- WHAT TO PRODUCE:
Where a line below contains "Some", count it. Reply with the total only.

- DATA EXTRACT:
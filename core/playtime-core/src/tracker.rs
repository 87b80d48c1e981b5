//! Shared tracker: the one ledger, behind one lock.
//!
//! Every read and write of the ledger, including the save that follows a
//! mutation, happens inside a single critical section. A save therefore
//! always captures a ledger that nothing else is mutating, at the cost of
//! save latency landing on whichever handler triggered it.
//!
//! Saves are triggered by:
//! - a presence update that closed at least one session
//! - a reset of a user that existed
//! - [`Tracker::shutdown`]
//!
//! A failed save is logged and otherwise ignored; the next trigger retries.

use chrono::{DateTime, Utc};
use serde::Serialize;
use std::collections::BTreeSet;
use std::sync::{Mutex, MutexGuard};
use tracing::{debug, info, warn};

use crate::aggregate::{aggregate, Report};
use crate::ledger::{Ledger, UserRecord};
use crate::reconcile::{reconcile, Reconciliation};
use crate::storage::LedgerStore;

#[derive(Debug, Clone, Copy, PartialEq, Eq, Serialize)]
#[serde(rename_all = "snake_case")]
pub enum ResetOutcome {
    Cleared,
    NothingToClear,
}

#[derive(Debug, Clone, PartialEq, Serialize)]
pub struct TrackerStats {
    pub users: usize,
    pub sessions: usize,
    pub open_timers: usize,
    pub last_save: Option<DateTime<Utc>>,
}

struct Guarded {
    ledger: Ledger,
    last_save: Option<DateTime<Utc>>,
}

pub struct Tracker {
    inner: Mutex<Guarded>,
    store: Option<LedgerStore>,
}

impl Tracker {
    /// A tracker that never touches disk.
    pub fn in_memory() -> Self {
        Tracker::with_ledger(Ledger::new(), None)
    }

    pub fn with_ledger(ledger: Ledger, store: Option<LedgerStore>) -> Self {
        Tracker {
            inner: Mutex::new(Guarded {
                ledger,
                last_save: None,
            }),
            store,
        }
    }

    /// Hydrates from `store`. An unreadable or corrupt file is logged and
    /// replaced by an empty ledger; the next save overwrites it.
    pub fn open(store: LedgerStore) -> Self {
        let ledger = match store.load() {
            Ok(ledger) => ledger,
            Err(err) => {
                warn!(
                    error = %err,
                    path = %store.path().display(),
                    "Could not load game data; starting with an empty ledger"
                );
                Ledger::new()
            }
        };
        Tracker::with_ledger(ledger, Some(store))
    }

    pub fn store(&self) -> Option<&LedgerStore> {
        self.store.as_ref()
    }

    pub fn observe_presence(&self, user_id: &str, observed: &BTreeSet<String>) -> Reconciliation {
        self.observe_presence_at(user_id, observed, Utc::now())
    }

    pub fn observe_presence_at(
        &self,
        user_id: &str,
        observed: &BTreeSet<String>,
        now: DateTime<Utc>,
    ) -> Reconciliation {
        let mut guarded = self.lock();
        let record = guarded.ledger.get_or_create_user(user_id);
        let result = reconcile(record, observed, now);

        for session in &result.closed {
            info!(
                user_id = %user_id,
                activity = %session.activity(),
                duration_secs = session.duration_seconds(),
                "Activity stopped"
            );
        }
        for activity in &result.opened {
            info!(user_id = %user_id, activity = %activity, "Activity started");
        }

        if !result.closed.is_empty() {
            self.persist_locked(&mut guarded, "session_closed");
        }
        result
    }

    pub fn report(&self, user_id: &str) -> Report {
        self.report_at(user_id, Utc::now())
    }

    pub fn report_at(&self, user_id: &str, now: DateTime<Utc>) -> Report {
        let mut guarded = self.lock();
        let report = aggregate(guarded.ledger.get_or_create_user(user_id), now);
        debug!(
            user_id = %user_id,
            activities = report.totals().len(),
            "Report computed"
        );
        report
    }

    pub fn reset(&self, user_id: &str) -> ResetOutcome {
        let mut guarded = self.lock();
        match guarded.ledger.clear_user(user_id) {
            Some(previous) => {
                info!(
                    user_id = %user_id,
                    sessions = previous.sessions().len(),
                    open_timers = previous.open_timers().len(),
                    "User data cleared"
                );
                self.persist_locked(&mut guarded, "reset");
                ResetOutcome::Cleared
            }
            None => {
                debug!(user_id = %user_id, "Reset requested for unknown user");
                ResetOutcome::NothingToClear
            }
        }
    }

    /// Final save before the process lets go of its event source.
    pub fn shutdown(&self) {
        let mut guarded = self.lock();
        self.persist_locked(&mut guarded, "shutdown");
    }

    pub fn user_snapshot(&self, user_id: &str) -> Option<UserRecord> {
        self.lock().ledger.user(user_id).cloned()
    }

    pub fn stats(&self) -> TrackerStats {
        let guarded = self.lock();
        TrackerStats {
            users: guarded.ledger.len(),
            sessions: guarded.ledger.session_count(),
            open_timers: guarded.ledger.open_timer_count(),
            last_save: guarded.last_save,
        }
    }

    fn lock(&self) -> MutexGuard<'_, Guarded> {
        self.inner
            .lock()
            .unwrap_or_else(|poisoned| poisoned.into_inner())
    }

    fn persist_locked(&self, guarded: &mut Guarded, reason: &str) {
        let Some(store) = self.store.as_ref() else {
            return;
        };
        match store.save(&guarded.ledger) {
            Ok(()) => {
                guarded.last_save = Some(Utc::now());
                info!(reason, "Game data saved");
            }
            Err(err) => {
                warn!(
                    error = %err,
                    reason,
                    "Failed to save game data; keeping in-memory ledger"
                );
            }
        }
    }
}
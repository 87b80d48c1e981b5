//! Subcommand bodies. Each returns the text to print, if any.

use playtime_core::{render_no_data, render_report, render_reset};
use playtime_daemon_protocol::{
    Activity, ActivityKind, CommandEvent, CommandReply, PresenceUpdate, Verb,
};
use serde_json::Value;

use crate::daemon_client::DaemonClient;

pub struct PresenceArgs {
    pub user_id: String,
    pub username: Option<String>,
    pub bot: bool,
    pub games: Vec<String>,
    pub activities: Vec<Activity>,
}

pub fn presence(client: &DaemonClient, args: PresenceArgs) -> Result<Option<String>, String> {
    let mut activities: Vec<Activity> = args.games.into_iter().map(Activity::game).collect();
    activities.extend(args.activities);

    let update = PresenceUpdate {
        user_id: args.user_id,
        username: args.username,
        bot: args.bot,
        activities,
    };
    update.validate().map_err(|err| err.message)?;

    let data = client.send_presence(&update)?;
    tracing::info!(user_id = %update.user_id, outcome = %data, "Presence sent");
    Ok(Some(pretty(&data)?))
}

pub fn command(
    client: &DaemonClient,
    user_id: String,
    content: String,
    display_name: Option<String>,
) -> Result<Option<String>, String> {
    let event = CommandEvent {
        user_id,
        display_name,
        content,
    };
    event.validate().map_err(|err| err.message)?;

    let reply = client.send_command(&event)?;
    Ok(render_reply(event.display_name(), &reply))
}

pub fn verb(
    client: &DaemonClient,
    user_id: String,
    verb: Verb,
    display_name: Option<String>,
) -> Result<Option<String>, String> {
    command(client, user_id, verb.as_command().to_string(), display_name)
}

pub fn health(client: &DaemonClient) -> Result<Option<String>, String> {
    let data = client.health()?;
    Ok(Some(pretty(&data)?))
}

pub fn shutdown(client: &DaemonClient) -> Result<Option<String>, String> {
    client.shutdown()?;
    Ok(Some("playtime daemon stopping".to_string()))
}

/// `Ignored` renders nothing, matching the chat bot staying silent.
pub fn render_reply(name: &str, reply: &CommandReply) -> Option<String> {
    match reply {
        CommandReply::Report { totals } => Some(render_report(
            name,
            totals
                .iter()
                .map(|total| (total.activity.as_str(), total.seconds)),
        )),
        CommandReply::NoData => Some(render_no_data(name)),
        CommandReply::Reset { cleared } => Some(render_reset(name, *cleared)),
        CommandReply::Ignored => None,
    }
}

/// Parses `KIND:NAME`, e.g. `listening:Spotify`. The name may itself contain colons.
pub fn parse_activity(raw: &str) -> Result<Activity, String> {
    let (kind, name) = raw
        .split_once(':')
        .ok_or_else(|| format!("expected KIND:NAME, got '{}'", raw))?;
    if name.trim().is_empty() {
        return Err(format!("activity name is empty in '{}'", raw));
    }
    let kind: ActivityKind =
        serde_json::from_value(Value::String(kind.trim().to_ascii_lowercase()))
            .map_err(|err| format!("unknown activity kind '{}': {}", kind, err))?;
    Ok(Activity {
        name: name.to_string(),
        kind,
    })
}

fn pretty(value: &Value) -> Result<String, String> {
    serde_json::to_string_pretty(value).map_err(|err| format!("Failed to render response: {}", err))
}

- COMPLETED TASK:
10